• _MATERIAL SHOWN_
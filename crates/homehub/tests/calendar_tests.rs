//! Integration tests for the calendar resource.

use std::sync::Arc;
use std::time::Duration;

use chrono::{DateTime, TimeZone, Utc};
use chrono_tz::Tz;
use futures_util::StreamExt;
use homehub::platform::InMemoryCalendarStore;
use homehub::{
    AuthorizationError, AuthorizationStatus, CalendarConfig, CalendarEvent, CalendarResource,
    CalendarState, FetchWindow, FixedClock, PlatformError, RemovalError,
};

fn utc(d: u32, h: u32, m: u32) -> DateTime<Utc> {
    Utc.with_ymd_and_hms(2024, 1, d, h, m, 0).unwrap()
}

fn event(id: &str, title: &str, start: DateTime<Utc>) -> CalendarEvent {
    CalendarEvent::new(id, title, start, start + chrono::Duration::minutes(30))
}

fn resource(store: &InMemoryCalendarStore) -> Arc<CalendarResource> {
    Arc::new(CalendarResource::new(
        Box::new(store.clone()),
        Arc::new(FixedClock::new(utc(1, 0, 0))),
        CalendarConfig::default(),
        Tz::UTC,
    ))
}

fn titles(events: &[CalendarEvent]) -> Vec<&str> {
    events.iter().map(|e| e.title.as_str()).collect()
}

/// Poll until `check` holds or a second passes.
async fn eventually(mut check: impl FnMut() -> bool) -> bool {
    for _ in 0..100 {
        if check() {
            return true;
        }
        tokio::time::sleep(Duration::from_millis(10)).await;
    }
    check()
}

// ============================================================================
// Fetching
// ============================================================================

#[tokio::test]
async fn test_fetch_returns_only_events_starting_in_window() {
    let store = InMemoryCalendarStore::new(AuthorizationStatus::FullAccess).with_events([
        event("3", "OutOfWindow", utc(3, 9, 0)),
        event("2", "Review", utc(1, 14, 0)),
        event("1", "Standup", utc(1, 9, 0)),
    ]);
    let calendar = resource(&store);

    let window = FetchWindow::new(utc(1, 0, 0), utc(2, 0, 0)).unwrap();
    let events = calendar.fetch_events(&window).await;

    assert_eq!(titles(&events), ["Standup", "Review"]);
}

#[tokio::test]
async fn test_fetch_excludes_events_starting_before_window() {
    // Overlaps the window but starts before it.
    let store = InMemoryCalendarStore::new(AuthorizationStatus::FullAccess).with_events([
        CalendarEvent::new("early", "Overnight", utc(1, 23, 0), utc(2, 2, 0)),
        event("edge", "AtEnd", utc(3, 0, 0)),
        event("in", "Breakfast", utc(2, 8, 0)),
    ]);
    let calendar = resource(&store);

    let window = FetchWindow::new(utc(2, 0, 0), utc(3, 0, 0)).unwrap();
    assert_eq!(titles(&calendar.fetch_events(&window).await), ["Breakfast"]);
}

#[tokio::test]
async fn test_fetch_breaks_ties_on_identifier() {
    let store = InMemoryCalendarStore::new(AuthorizationStatus::FullAccess).with_events([
        event("b", "Second", utc(1, 9, 0)),
        event("a", "First", utc(1, 9, 0)),
        event("a", "FirstAgain", utc(1, 9, 0)),
    ]);
    let calendar = resource(&store);

    let window = FetchWindow::new(utc(1, 0, 0), utc(2, 0, 0)).unwrap();
    let events = calendar.fetch_events(&window).await;
    let ids: Vec<_> = events.iter().map(|e| e.identifier.as_str()).collect();
    assert_eq!(ids, ["a", "a", "b"]);
}

#[tokio::test]
async fn test_fetch_is_empty_without_full_access() {
    for status in [
        AuthorizationStatus::NotDetermined,
        AuthorizationStatus::WriteOnly,
        AuthorizationStatus::Denied,
    ] {
        let store = InMemoryCalendarStore::new(status)
            .with_events([event("1", "Standup", utc(1, 9, 0))]);
        let calendar = resource(&store);

        let window = FetchWindow::new(utc(1, 0, 0), utc(2, 0, 0)).unwrap();
        assert!(calendar.fetch_events(&window).await.is_empty());
        assert_eq!(store.query_count(), 0);
    }
}

#[tokio::test]
async fn test_fetch_latest_publishes_current_window() {
    let store = InMemoryCalendarStore::new(AuthorizationStatus::FullAccess).with_events([
        event("1", "Today", utc(1, 9, 0)),
        event("2", "Tomorrow", utc(2, 9, 0)),
    ]);
    let calendar = resource(&store);

    let published = Arc::new(parking_lot::Mutex::new(Vec::new()));
    let sink = published.clone();
    calendar
        .events_changed()
        .connect(move |events: &Vec<CalendarEvent>| sink.lock().push(events.len()));

    let events = calendar.fetch_latest_events().await;
    assert_eq!(titles(&events), ["Today"]);
    assert_eq!(calendar.events(), events);
    assert_eq!(*published.lock(), vec![1]);
}

// ============================================================================
// Setup and authorization
// ============================================================================

#[tokio::test]
async fn test_setup_with_full_access_loads_events() {
    let store = InMemoryCalendarStore::new(AuthorizationStatus::FullAccess)
        .with_events([event("1", "Standup", utc(1, 9, 0))]);
    let calendar = resource(&store);

    assert_eq!(calendar.state(), CalendarState::Uninitialized);
    calendar.setup().await.unwrap();

    assert_eq!(calendar.state(), CalendarState::Ready);
    assert_eq!(titles(&calendar.events()), ["Standup"]);
    assert_eq!(calendar.authorization_message(), None);
    assert_eq!(store.prompt_count(), 0);
}

#[tokio::test]
async fn test_setup_prompts_when_not_determined() {
    let store = InMemoryCalendarStore::new(AuthorizationStatus::NotDetermined)
        .with_events([event("1", "Standup", utc(1, 9, 0))]);
    let calendar = resource(&store);

    calendar.setup().await.unwrap();

    assert_eq!(store.prompt_count(), 1);
    assert_eq!(calendar.authorization_status(), AuthorizationStatus::FullAccess);
    assert_eq!(calendar.events().len(), 1);
}

#[tokio::test]
async fn test_setup_refused_prompt_settles_in_denied() {
    let store = InMemoryCalendarStore::new(AuthorizationStatus::NotDetermined);
    store.answer_prompt_with(Ok(AuthorizationStatus::Denied));
    let calendar = resource(&store);

    assert_eq!(calendar.setup().await, Ok(()));
    assert_eq!(calendar.state(), CalendarState::Denied);
    assert_eq!(store.query_count(), 0);
}

#[tokio::test]
async fn test_setup_prompt_failure_is_unknown() {
    let store = InMemoryCalendarStore::new(AuthorizationStatus::NotDetermined);
    store.answer_prompt_with(Err(PlatformError::failed("prompt unavailable")));
    let calendar = resource(&store);

    assert_eq!(calendar.setup().await, Err(AuthorizationError::Unknown));
    assert_eq!(calendar.state(), CalendarState::Unknown);
}

#[tokio::test]
async fn test_setup_maps_refusals_to_states_and_messages() {
    let cases = [
        (
            AuthorizationStatus::Restricted,
            AuthorizationError::Restricted,
            CalendarState::Restricted,
        ),
        (
            AuthorizationStatus::Denied,
            AuthorizationError::Denied,
            CalendarState::Denied,
        ),
        (
            AuthorizationStatus::WriteOnly,
            AuthorizationError::insufficient_grant(),
            CalendarState::NeedsUpgrade,
        ),
        (
            AuthorizationStatus::Unknown,
            AuthorizationError::Unknown,
            CalendarState::Unknown,
        ),
    ];

    for (status, error, state) in cases {
        let store = InMemoryCalendarStore::new(status);
        let calendar = resource(&store);

        assert_eq!(calendar.setup().await, Err(error.clone()));
        assert_eq!(calendar.state(), state);
        assert_eq!(calendar.authorization_message(), Some(error.to_string()));
        assert_eq!(store.prompt_count(), 0);
    }
}

// ============================================================================
// Removal
// ============================================================================

#[tokio::test]
async fn test_remove_events_commits_batch() {
    let store = InMemoryCalendarStore::new(AuthorizationStatus::FullAccess).with_events([
        event("1", "Standup", utc(1, 9, 0)),
        event("2", "Review", utc(1, 14, 0)),
        event("3", "Retro", utc(1, 16, 0)),
    ]);
    let calendar = resource(&store);
    let events = calendar.fetch_latest_events().await;

    calendar.remove_events(&events[..2]).await.unwrap();

    assert_eq!(titles(&store.stored_events()), ["Retro"]);
    assert_eq!(titles(&calendar.events()), ["Retro"]);
    assert_eq!(store.staged_count(), 0);
}

#[tokio::test]
async fn test_remove_rolls_back_when_second_stage_fails() {
    let store = InMemoryCalendarStore::new(AuthorizationStatus::FullAccess).with_events([
        event("1", "Standup", utc(1, 9, 0)),
        event("2", "Review", utc(1, 14, 0)),
        event("3", "Retro", utc(1, 16, 0)),
    ]);
    store.fail_removal_of("2");
    let calendar = resource(&store);
    let before = store.stored_events();
    let events = calendar.fetch_latest_events().await;

    let err = calendar.remove_events(&events).await.unwrap_err();

    assert!(matches!(&err, RemovalError::Stage { identifier, .. } if identifier == "2"));
    assert_eq!(store.stored_events(), before);
    assert_eq!(store.staged_count(), 0);
    assert_eq!(calendar.events().len(), 3);
}

#[tokio::test]
async fn test_remove_rolls_back_when_commit_fails() {
    let store = InMemoryCalendarStore::new(AuthorizationStatus::FullAccess)
        .with_events([event("1", "Standup", utc(1, 9, 0))]);
    store.fail_next_commit();
    let calendar = resource(&store);
    let events = calendar.fetch_latest_events().await;

    let err = calendar.remove_events(&events).await.unwrap_err();

    assert!(matches!(err, RemovalError::Commit { .. }));
    assert_eq!(store.stored_events().len(), 1);
    assert_eq!(store.staged_count(), 0);

    // The failure is one-shot; a retry succeeds.
    calendar.remove_events(&events).await.unwrap();
    assert!(store.stored_events().is_empty());
}

#[tokio::test]
async fn test_remove_unknown_event_is_stage_error() {
    let store = InMemoryCalendarStore::new(AuthorizationStatus::FullAccess)
        .with_events([event("1", "Standup", utc(1, 9, 0))]);
    let calendar = resource(&store);

    let ghost = event("ghost", "Ghost", utc(1, 10, 0));
    let err = calendar
        .remove_events(&[event("1", "Standup", utc(1, 9, 0)), ghost])
        .await
        .unwrap_err();

    assert_eq!(
        err.platform_error(),
        &PlatformError::NotFound("ghost".to_string())
    );
    assert_eq!(store.stored_events().len(), 1);
}

#[tokio::test]
async fn test_remove_with_duplicate_identifiers_keeps_store_and_events_consistent() {
    let store = InMemoryCalendarStore::new(AuthorizationStatus::FullAccess).with_events([
        event("dup", "Morning", utc(1, 9, 0)),
        event("2", "Review", utc(1, 14, 0)),
        event("dup", "Evening", utc(1, 17, 0)),
    ]);
    let calendar = resource(&store);
    let events = calendar.fetch_latest_events().await;
    assert_eq!(titles(&events), ["Morning", "Review", "Evening"]);

    // The same event twice in one batch.
    let morning = events[0].clone();
    calendar
        .remove_events(&[morning.clone(), morning])
        .await
        .unwrap();

    assert_eq!(titles(&store.stored_events()), ["Review"]);
    assert_eq!(calendar.events(), store.stored_events());
    assert_eq!(store.staged_count(), 0);

    // Refetching agrees with what was published.
    assert_eq!(titles(&calendar.fetch_latest_events().await), ["Review"]);
}

#[tokio::test]
async fn test_failed_removal_with_duplicate_identifiers_changes_nothing() {
    let store = InMemoryCalendarStore::new(AuthorizationStatus::FullAccess).with_events([
        event("dup", "Morning", utc(1, 9, 0)),
        event("dup", "Evening", utc(1, 17, 0)),
    ]);
    store.fail_next_commit();
    let calendar = resource(&store);
    let events = calendar.fetch_latest_events().await;

    let err = calendar.remove_events(&events).await.unwrap_err();

    assert!(matches!(err, RemovalError::Commit { .. }));
    assert_eq!(titles(&store.stored_events()), ["Morning", "Evening"]);
    assert_eq!(titles(&calendar.events()), ["Morning", "Evening"]);
    assert_eq!(store.staged_count(), 0);
}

• _TASK STATEMENT_
Where the string "CalendarState" appears in a line of the listing, copy that line.

• _WRITTEN RESPONSE_
    CalendarState, FetchWindow, FixedClock, PlatformError, RemovalError,
    assert_eq!(calendar.state(), CalendarState::Uninitialized);
    assert_eq!(calendar.state(), CalendarState::Ready);
    assert_eq!(calendar.state(), CalendarState::Denied);
    assert_eq!(calendar.state(), CalendarState::Unknown);
            CalendarState::Restricted,
            CalendarState::Denied,
            CalendarState::NeedsUpgrade,
            CalendarState::Unknown,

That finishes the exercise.